_RECORDS SUPPLIED_.
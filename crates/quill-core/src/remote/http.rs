//! HTTP JSON document API client for the remote store

use std::marker::PhantomData;

use async_trait::async_trait;
use reqwest::{RequestBuilder, Response, StatusCode};
use serde::Deserialize;

use super::RemoteStore;
use crate::config::RemoteConfig;
use crate::error::{Error, Result};
use crate::models::Entity;

/// Remote store driver over a JSON document API.
///
/// Documents live at `{endpoint}/{collection}/{id}`; writes are `PUT`
/// create-or-replace keyed by the caller-supplied id.
pub struct HttpRemoteStore<E> {
    endpoint: String,
    auth_token: Option<String>,
    client: reqwest::Client,
    _entity: PhantomData<fn() -> E>,
}

impl<E: Entity> HttpRemoteStore<E> {
    /// Build a client for this entity's collection from the given config
    pub fn new(config: &RemoteConfig) -> Result<Self> {
        Ok(Self {
            endpoint: config.endpoint.clone(),
            auth_token: config.auth_token.clone(),
            client: reqwest::Client::builder().build()?,
            _entity: PhantomData,
        })
    }

    fn collection_url(&self) -> String {
        format!("{}/{}", self.endpoint, E::COLLECTION)
    }

    fn document_url(&self, id: &str) -> String {
        format!("{}/{}/{}", self.endpoint, E::COLLECTION, id)
    }

    fn authorize(&self, request: RequestBuilder) -> RequestBuilder {
        match &self.auth_token {
            Some(token) => request.bearer_auth(token),
            None => request,
        }
    }

    async fn api_error(response: Response) -> Error {
        let status = response.status();
        let body = response.text().await.unwrap_or_default();
        Error::Remote(parse_api_error(status, &body))
    }
}

#[async_trait]
impl<E: Entity> RemoteStore<E> for HttpRemoteStore<E> {
    async fn upsert(&self, entity: &E) -> Result<E> {
        let response = self
            .authorize(self.client.put(self.document_url(&entity.id())))
            .header("Accept", "application/json")
            .json(entity)
            .send()
            .await?;
        if !response.status().is_success() {
            return Err(Self::api_error(response).await);
        }
        Ok(response.json::<E>().await?)
    }

    async fn delete(&self, id: &str) -> Result<()> {
        let response = self
            .authorize(self.client.delete(self.document_url(id)))
            .send()
            .await?;
        // An already-absent document counts as a confirmed delete
        if response.status() == StatusCode::NOT_FOUND || response.status().is_success() {
            return Ok(());
        }
        Err(Self::api_error(response).await)
    }

    async fn fetch(&self, id: &str) -> Result<Option<E>> {
        let response = self
            .authorize(self.client.get(self.document_url(id)))
            .header("Accept", "application/json")
            .send()
            .await?;
        if response.status() == StatusCode::NOT_FOUND {
            return Ok(None);
        }
        if !response.status().is_success() {
            return Err(Self::api_error(response).await);
        }
        Ok(Some(response.json::<E>().await?))
    }

    async fn list(&self) -> Result<Vec<E>> {
        let response = self
            .authorize(self.client.get(self.collection_url()))
            .header("Accept", "application/json")
            .send()
            .await?;
        if !response.status().is_success() {
            return Err(Self::api_error(response).await);
        }
        Ok(response.json::<Vec<E>>().await?)
    }
}

#[derive(Debug, Deserialize)]
struct ApiErrorBody {
    error: Option<String>,
    message: Option<String>,
}

fn parse_api_error(status: StatusCode, body: &str) -> String {
    if let Ok(payload) = serde_json::from_str::<ApiErrorBody>(body) {
        if let Some(message) = payload.message.or(payload.error) {
            return format!("{} ({})", message.trim(), status.as_u16());
        }
    }

    let trimmed = body.trim();
    if trimmed.is_empty() {
        format!("HTTP {}", status.as_u16())
    } else {
        format!("{} ({})", trimmed, status.as_u16())
    }
}

#[cfg(test)]
mod tests {
    use super::*;
    use crate::models::Note;

    #[test]
    fn parse_api_error_prefers_structured_message() {
        let message = parse_api_error(
            StatusCode::UNAUTHORIZED,
            r#"{"message": "token expired "}"#,
        );
        assert_eq!(message, "token expired (401)");

        let message = parse_api_error(StatusCode::BAD_REQUEST, r#"{"error": "bad id"}"#);
        assert_eq!(message, "bad id (400)");
    }

    #[test]
    fn parse_api_error_falls_back_to_body_or_status() {
        assert_eq!(
            parse_api_error(StatusCode::INTERNAL_SERVER_ERROR, "boom"),
            "boom (500)"
        );
        assert_eq!(
            parse_api_error(StatusCode::INTERNAL_SERVER_ERROR, "  "),
            "HTTP 500"
        );
    }

    #[test]
    fn urls_follow_collection_layout() {
        let config = RemoteConfig::new("https://api.example.com/v1/").unwrap();
        let store = HttpRemoteStore::<Note>::new(&config).unwrap();
        assert_eq!(store.collection_url(), "https://api.example.com/v1/notes");
        assert_eq!(
            store.document_url("abc"),
            "https://api.example.com/v1/notes/abc"
        );
    }
}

_THE TASK_.
An exact copy of all the records is the only acceptable answer.

_RESPONSE TO THE EXERCISE_.
filename crates/quill-core/src/remote/http.rs
//! HTTP JSON document API client for the remote store

use std::marker::PhantomData;

use async_trait::async_trait;
use reqwest::{RequestBuilder, Response, StatusCode};
use serde::Deserialize;

use super::RemoteStore;
use crate::config::RemoteConfig;
use crate::error::{Error, Result};
use crate::models::Entity;

/// Remote store driver over a JSON document API.
///
/// Documents live at `{endpoint}/{collection}/{id}`; writes are `PUT`
/// create-or-replace keyed by the caller-supplied id.
pub struct HttpRemoteStore<E> {
    endpoint: String,
    auth_token: Option<String>,
    client: reqwest::Client,
    _entity: PhantomData<fn() -> E>,
}

impl<E: Entity> HttpRemoteStore<E> {
    /// Build a client for this entity's collection from the given config
    pub fn new(config: &RemoteConfig) -> Result<Self> {
        Ok(Self {
            endpoint: config.endpoint.clone(),
            auth_token: config.auth_token.clone(),
            client: reqwest::Client::builder().build()?,
            _entity: PhantomData,
        })
    }

    fn collection_url(&self) -> String {
        format!("{}/{}", self.endpoint, E::COLLECTION)
    }

    fn document_url(&self, id: &str) -> String {
        format!("{}/{}/{}", self.endpoint, E::COLLECTION, id)
    }

    fn authorize(&self, request: RequestBuilder) -> RequestBuilder {
        match &self.auth_token {
            Some(token) => request.bearer_auth(token),
            None => request,
        }
    }

    async fn api_error(response: Response) -> Error {
        let status = response.status();
        let body = response.text().await.unwrap_or_default();
        Error::Remote(parse_api_error(status, &body))
    }
}

#[async_trait]
impl<E: Entity> RemoteStore<E> for HttpRemoteStore<E> {
    async fn upsert(&self, entity: &E) -> Result<E> {
        let response = self
            .authorize(self.client.put(self.document_url(&entity.id())))
            .header("Accept", "application/json")
            .json(entity)
            .send()
            .await?;
        if !response.status().is_success() {
            return Err(Self::api_error(response).await);
        }
        Ok(response.json::<E>().await?)
    }

    async fn delete(&self, id: &str) -> Result<()> {
        let response = self
            .authorize(self.client.delete(self.document_url(id)))
            .send()
            .await?;
        // An already-absent document counts as a confirmed delete
        if response.status() == StatusCode::NOT_FOUND || response.status().is_success() {
            return Ok(());
        }
        Err(Self::api_error(response).await)
    }

    async fn fetch(&self, id: &str) -> Result<Option<E>> {
        let response = self
            .authorize(self.client.get(self.document_url(id)))
            .header("Accept", "application/json")
            .send()
            .await?;
        if response.status() == StatusCode::NOT_FOUND {
            return Ok(None);
        }
        if !response.status().is_success() {
            return Err(Self::api_error(response).await);
        }
        Ok(Some(response.json::<E>().await?))
    }

    async fn list(&self) -> Result<Vec<E>> {
        let response = self
            .authorize(self.client.get(self.collection_url()))
            .header("Accept", "application/json")
            .send()
            .await?;
        if !response.status().is_success() {
            return Err(Self::api_error(response).await);
        }
        Ok(response.json::<Vec<E>>().await?)
    }
}

#[derive(Debug, Deserialize)]
struct ApiErrorBody {
    error: Option<String>,
    message: Option<String>,
}

fn parse_api_error(status: StatusCode, body: &str) -> String {
    if let Ok(payload) = serde_json::from_str::<ApiErrorBody>(body) {
        if let Some(message) = payload.message.or(payload.error) {
            return format!("{} ({})", message.trim(), status.as_u16());
        }
    }

    let trimmed = body.trim();
    if trimmed.is_empty() {
        format!("HTTP {}", status.as_u16())
    } else {
        format!("{} ({})", trimmed, status.as_u16())
    }
}

#[cfg(test)]
mod tests {
    use super::*;
    use crate::models::Note;

    #[test]
    fn parse_api_error_prefers_structured_message() {
        let message = parse_api_error(
            StatusCode::UNAUTHORIZED,
            r#"{"message": "token expired "}"#,
        );
        assert_eq!(message, "token expired (401)");

        let message = parse_api_error(StatusCode::BAD_REQUEST, r#"{"error": "bad id"}"#);
        assert_eq!(message, "bad id (400)");
    }

    #[test]
    fn parse_api_error_falls_back_to_body_or_status() {
        assert_eq!(
            parse_api_error(StatusCode::INTERNAL_SERVER_ERROR, "boom"),
            "boom (500)"
        );
        assert_eq!(
            parse_api_error(StatusCode::INTERNAL_SERVER_ERROR, "  "),
            "HTTP 500"
        );
    }

    #[test]
    fn urls_follow_collection_layout() {
        let config = RemoteConfig::new("https://api.example.com/v1/").unwrap();
        let store = HttpRemoteStore::<Note>::new(&config).unwrap();
        assert_eq!(store.collection_url(), "https://api.example.com/v1/notes");
        assert_eq!(
            store.document_url("abc"),
            "https://api.example.com/v1/notes/abc"
        );
    }
}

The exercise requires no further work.